Foi durante uma mamografia de urgência que Jaqueline descobriu o diagnóstico. “A médica que me examinava olhou para a colega dela e disse: ‘Mais uma jovem com câncer de mama, essa é a terceira hoje’. Foi assim que descobri que tinha câncer”, conta.
“Eu congelei. Primeiro, tive certeza de que morreria. Depois, pensei na minha mãe”
Brasil tem lacuna de dados
O diagnóstico de Jaqueline foi carcinoma grau 3 localmente avançado. Vieram oito sessões de quimioterapia, uma mastectomia radical e complicações graves durante o tratamento no Instituto Nacional do Câncer (INCA), no Rio de Janeiro.
Na sexta quimio, Jaqueline teve neutropenia (queda brusca dos leucócitos, responsáveis pela defesa do organismo) e sepse, uma infecção generalizada grave que, segundo os médicos, poderia ser fatal.
“Disseram ao meu marido que eu tinha poucos dias de vida. Lembro de pensar que não veria mais minha casa. Depois de uma semana, os leucócitos começaram a reagir”, diz.
Assim como Jaqueline, a maioria dos pacientes com diagnóstico precoce passa pela rede pública, onde estão concentrados os registros: 75% da população é atendida pelo SUS.
Aumento do câncer colorretal
Entre os tumores que mais crescem na faixa de até 50 anos, o colorretal — que inclui os de cólon, reto e canal anal — é um dos que mais preocupam os médicos.
De acordo com dados do DataSUS, os diagnósticos passaram de 1.947 em 2013 para 5.064 em 2024, um crescimento de 160% no período.
“É uma doença de estilo de vida. Só 5% dos casos são hereditários; mais de 90% têm relação com alimentação, sedentarismo e obesidade”, explica Samuel Aguiar, líder do Centro de Referência de Tumores Colorretais do A.C.Camargo Cancer Center e diretor do programa de Residência Médica.

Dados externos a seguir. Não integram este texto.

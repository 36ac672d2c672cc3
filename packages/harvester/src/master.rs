//! Master index: every card link once, in archive order.
//!
//! Branch link files are concatenated in the order of the branch label in
//! their file name (`links_ZK_1_NB_<label>.txt`), then deduplicated keeping
//! the first occurrence.

use std::collections::HashSet;
use std::path::{Path, PathBuf};

use crate::config::WorkspaceLayout;
use crate::error::Result;
use crate::label::{order_items_by, LabelPattern, CARD_PREFIX};
use crate::lines::{read_lines, write_lines};
use crate::reorder::list_files;

/// Pattern locating the branch label inside a link file name.
#[must_use]
pub fn link_file_pattern() -> LabelPattern {
    LabelPattern::new(format!("links_{CARD_PREFIX}"), ".txt")
}

/// Link files of `dir` in branch order.
pub fn ordered_link_files(dir: &Path) -> Result<Vec<PathBuf>> {
    let files: Vec<PathBuf> = list_files(dir)?
        .into_iter()
        .filter(|p| p.extension().is_some_and(|ext| ext == "txt"))
        .collect();
    Ok(order_items_by(files, &link_file_pattern(), |p| {
        p.file_name().and_then(|n| n.to_str()).unwrap_or_default()
    }))
}

/// Concatenate the link files of `dir` in branch order, without duplicates.
pub fn build_master_index(dir: &Path) -> Result<Vec<String>> {
    let files = ordered_link_files(dir)?;
    tracing::info!(files = files.len(), "Building master index");

    let mut seen = HashSet::new();
    let mut links = Vec::new();
    for file in &files {
        for link in read_lines(file)? {
            if seen.insert(link.clone()) {
                links.push(link);
            }
        }
    }
    Ok(links)
}

/// What [`write_master_index`] did.
#[derive(Debug, Clone, Copy, PartialEq, Eq)]
pub enum MasterIndexOutcome {
    /// A new index with this many links was written.
    Written(usize),
    /// An index already existed and regeneration was not requested.
    Kept,
}

/// Write the master index from the reordered link files.
pub fn write_master_index(layout: &WorkspaceLayout, regenerate: bool) -> Result<MasterIndexOutcome> {
    let path = layout.master_index();
    if path.exists() && !regenerate {
        tracing::info!(path = %path.display(), "Master index exists, keeping it");
        return Ok(MasterIndexOutcome::Kept);
    }
    let links = build_master_index(&layout.reordered_links_dir())?;
    let count = write_lines(&path, &links)?;
    Ok(MasterIndexOutcome::Written(count))
}

#[cfg(test)]
mod tests {
    use super::*;
    use pretty_assertions::assert_eq;
    use std::fs;
    use tempfile::TempDir;

    fn names(files: &[PathBuf]) -> Vec<String> {
        files
            .iter()
            .map(|p| p.file_name().unwrap().to_string_lossy().to_string())
            .collect()
    }

    #[test]
    fn test_link_files_in_branch_order() {
        let dir = TempDir::new().unwrap();
        for name in [
            "links_ZK_1_NB_1-12.txt",
            "links_ZK_1_NB_1-2.txt",
            "links_ZK_1_NB_1_1.txt",
            "links_ZK_1_NB_1-5.txt",
            "notes.md",
        ] {
            fs::write(dir.path().join(name), "").unwrap();
        }

        assert_eq!(
            names(&ordered_link_files(dir.path()).unwrap()),
            vec![
                "links_ZK_1_NB_1_1.txt",
                "links_ZK_1_NB_1-2.txt",
                "links_ZK_1_NB_1-5.txt",
                "links_ZK_1_NB_1-12.txt",
            ]
        );
    }

    #[test]
    fn test_master_index_dedupes_keeping_first() {
        let dir = TempDir::new().unwrap();
        let layout = WorkspaceLayout::new(dir.path());
        let links_dir = layout.reordered_links_dir();
        fs::create_dir_all(&links_dir).unwrap();
        fs::write(links_dir.join("links_ZK_1_NB_1-2.txt"), "c\nb\n").unwrap();
        fs::write(links_dir.join("links_ZK_1_NB_1_1.txt"), "a\nb\n").unwrap();

        assert_eq!(
            write_master_index(&layout, false).unwrap(),
            MasterIndexOutcome::Written(3)
        );
        assert_eq!(
            fs::read_to_string(layout.master_index()).unwrap(),
            "a\nb\nc\n"
        );

        assert_eq!(
            write_master_index(&layout, false).unwrap(),
            MasterIndexOutcome::Kept
        );
        fs::write(links_dir.join("links_ZK_1_NB_1-3.txt"), "d\n").unwrap();
        assert_eq!(
            write_master_index(&layout, true).unwrap(),
            MasterIndexOutcome::Written(4)
        );
    }
}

Segundo o médico, o aumento ocorre justamente em uma geração exposta desde a infância a dietas industrializadas, excesso de gordura corporal e pouco movimento físico.
Outro fator que justifica o boom é a baixa adesão ao rastreamento precoce, já que a colonoscopia, principal exame de detecção, ainda é pouco realizada antes dos 50 anos.
“Muitos pacientes jovens são diagnosticados em estágios avançados porque os sintomas são confundidos com hemorroidas ou alterações intestinais leves. Falta cultura de prevenção nessa faixa etária”, completa Aguiar.
Prevenção e rastreamento
Médica nuclear pelo Instituto Nacional do Câncer (INCA) e coordenadora do PET/TC da Clínica Villela Pedras, Sumara Abdo reforça que o sistema ainda não está preparado para diagnosticar precocemente pacientes jovens.
“Os protocolos de rastreamento ainda são voltados para pessoas acima dos 50 anos. Mas a realidade mudou. Já temos evidências de que tumores como o de mama e o colorretal vêm aumentando muito antes dessa idade”, diz.
Sumara defende incluir pacientes jovens em programas de prevenção e diagnóstico precoce, com foco em histórico familiar, obesidade e sintomas persistentes.